'Hotel Rwanda' manager asks what you're doing on World Refugee Day
| WASHINGTON
Genocide is madness. It makes monsters of normal people. In Rwanda, it was not just men who used machetes against their neighbors. Women and children participated. The people of Rwanda, poisoned by hypnotic and ubiquitous hate radio and by years of economic suffering, turned against their fellow citizens.
On July 12, 1994, my wife, a friend, and I drove south of Kigali to see what remained of a district where my relatives lived. The whole country smelled of dead bodies. You couldn't see a live human being; you could only hear dogs barking.
When I arrived at my town, the whole region was empty, but by luck, I saw my older brother. He and his wife were the only ones left in a place that had had about a thousand people. We asked him what had happened to his neighbors. He told me that some had been killed by the militia, others by rebels, and others were still burning in houses.
I could see bodies burning, the houses that had been torched.
My brother was worried for me.
"Listen, my brother," he said, "please do me a favor and leave this place, because the trees and the walls have ears and eyes."
We then drove to my mother-in-law's.
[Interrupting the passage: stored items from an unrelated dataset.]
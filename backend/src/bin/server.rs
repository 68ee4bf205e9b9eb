//! Stars forecast HTTP server binary.
//!
//! Loads configuration, wires the upstream client and result cache into the
//! forecast service, and serves the REST API.
//!
//! # Usage
//!
//! ```bash
//! STARS_API_URL=http://stars-provider:8080 \
//!   cargo run --bin stars-forecast-server
//!
//! # With a config file
//! STARS_FORECAST_CONFIG=stars-forecast.toml cargo run --bin stars-forecast-server
//! ```
//!
//! # Environment Variables
//!
//! - `STARS_FORECAST_CONFIG`: optional TOML config file
//! - `HOST`, `PORT`: bind address (default: 0.0.0.0:8080)
//! - `STARS_API_URL`, `FETCH_TIMEOUT_SECS`: star-history provider
//! - `CACHE_TTL_SECS`, `CACHE_CAPACITY`: result cache limits
//! - `FORECAST_BACKEND`: pipeline behind `/predict`
//! - `CORS_POLICY`: `permissive` or `disabled`
//! - `RUST_LOG`: log level (default: info)

use std::env;
use std::net::SocketAddr;
use std::sync::Arc;

use anyhow::Context;
use tracing::{info, Level};
use tracing_subscriber::FmtSubscriber;

use stars_forecast::config::ServiceConfig;
use stars_forecast::http::{create_router, AppState};
use stars_forecast::services::{ForecastCache, ForecastService};
use stars_forecast::upstream::StarHistoryClient;

#[tokio::main]
async fn main() -> anyhow::Result<()> {
    // Initialize logging
    FmtSubscriber::builder()
        .with_max_level(
            env::var("RUST_LOG")
                .ok()
                .and_then(|s| s.parse().ok())
                .unwrap_or(Level::INFO),
        )
        .with_target(true)
        .with_thread_ids(true)
        .init();

    info!("Starting stars forecast server");

    let config = ServiceConfig::load().context("invalid configuration")?;
    info!(
        "Upstream {} (timeout {}s), cache ttl {}s / {} entries, /predict uses {}",
        config.upstream.base_url,
        config.upstream.timeout_secs,
        config.cache.ttl_secs,
        config.cache.capacity,
        config.forecast.default_backend
    );

    let client = StarHistoryClient::new(&config.upstream.base_url, config.upstream.timeout())
        .context("failed to build upstream client")?;
    let cache = Arc::new(ForecastCache::new(config.cache.ttl(), config.cache.capacity));
    let service = Arc::new(ForecastService::new(Arc::new(client), cache));

    let state = AppState::new(service, config.forecast.default_backend);
    let app = create_router(state, config.http.cors);

    let addr: SocketAddr = format!("{}:{}", config.server.host, config.server.port)
        .parse()
        .with_context(|| {
            format!(
                "invalid bind address {}:{}",
                config.server.host, config.server.port
            )
        })?;

    info!("Server listening on http://{}", addr);

    let listener = tokio::net::TcpListener::bind(addr)
        .await
        .with_context(|| format!("failed to bind {}", addr))?;
    axum::serve(listener, app).await?;

    Ok(())
}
Her two houses had been destroyed. She had been killed with her daughter-in-law and six grandchildren. We sat in the ruins of the houses and cried like children.
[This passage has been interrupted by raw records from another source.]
//! # Stars Forecast
//!
//! Daily GitHub star forecasting service.
//!
//! Given a repository name, the service pulls its daily star history from a
//! star-history provider, fits a forecasting model, and returns 60 days of
//! integer forecasts with uncertainty bands plus the model's trend component.
//! Results are cached per repository and model for a configurable time.
//!
//! ## Architecture
//!
//! - [`upstream`]: star-history provider client and the [`upstream::StarHistorySource`] seam
//! - [`models`]: observations, the gap-free daily series, and response records
//! - [`algorithms`]: Holt-Winters smoothing and the trend/seasonality decomposition model
//! - [`services`]: forecast pipelines, result cache, and the [`services::ForecastService`]
//! - [`config`]: layered service configuration
//! - [`http`]: Axum-based HTTP server and request handlers
//!
//! ## Pipelines
//!
//! - **Smoothing**: additive Holt-Winters (weekly season) with bands of
//!   `±1.645·σ·√k`, where σ is the in-sample residual standard deviation.
//! - **Decomposition**: piecewise-linear trend with weekly and yearly Fourier
//!   terms, 80% intervals from the model itself.

pub mod algorithms;

pub mod config;

pub mod error;

pub mod models;

pub mod services;

pub mod upstream;

#[cfg(feature = "http-server")]
pub mod http;

pub use error::{ForecastError, Result};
That experience opened my mind very wide. It was like coming out of a fog. Up until then, I had not realized the scale of a genocide. Hundreds of thousands of people fled the combat zones surrounding Kigali. The fortunate ones were forced to start their lives anew as refugees.
Refugee life means all of your plans, goals, and objectives vanish. Hunger, bitterness, and hopelessness take over.
Survivors become very angry, while life loses its meaning. If there is any good fortune for refugees, it is that they escape death and their torturers. They find refuge, a safe haven.
The people and nations that suffer like this are desperate for anyone they can believe in. Small acts of humanity amid the chaos of inhumanity provide hope. But small acts are insufficient.
On this World Refugee Day, my heart is heavy for the refugees in Darfur, in Congo, in Burundi, in Somalia, all of whom are experiencing that terror - the hunger, the hopelessness of refugee life.
I ask that the nations of the world provide hope to these people right now. I have received a humanitarian award from the United Nations High Commissioner for Refugees for my part in helping 1,268 refugees stranded in the hotel I managed in Kigali during the 100 days of slaughter over 11 years ago. But I ask that the symbol of hope for today's refugees not be the long-ago action I took at a hotel, just trying to do my job. Rather, the nations of the world can and must provide hope to those people right now.
The UN should implement its resolution on Sudan and bring the war criminals before the International Criminal Court. An arms and oil embargo should be imposed. We know that the Sudanese weapons are bought with the profits from oil.
We know helping refugees is a temporary solution. The long-term solution is to hold the Sudanese government and militias accountable.
It's the responsibility of all of us to ensure that our governments stop genocides. We cannot allow them to evade their duty where thousands or millions perish. Otherwise, we will all be responsible for perpetuating the genocides that will inevitably occur in the future.
• Paul Rusesabagina, who inspired the movie 'Hotel Rwanda,' lives in exile in Brussels. Last week Secretary of State Condoleezza Rice presented him with the first annual UN High Commissioner on Refugees' World Refugee Day humanitarian award. He originally read a version of this commentary on National Public Radio.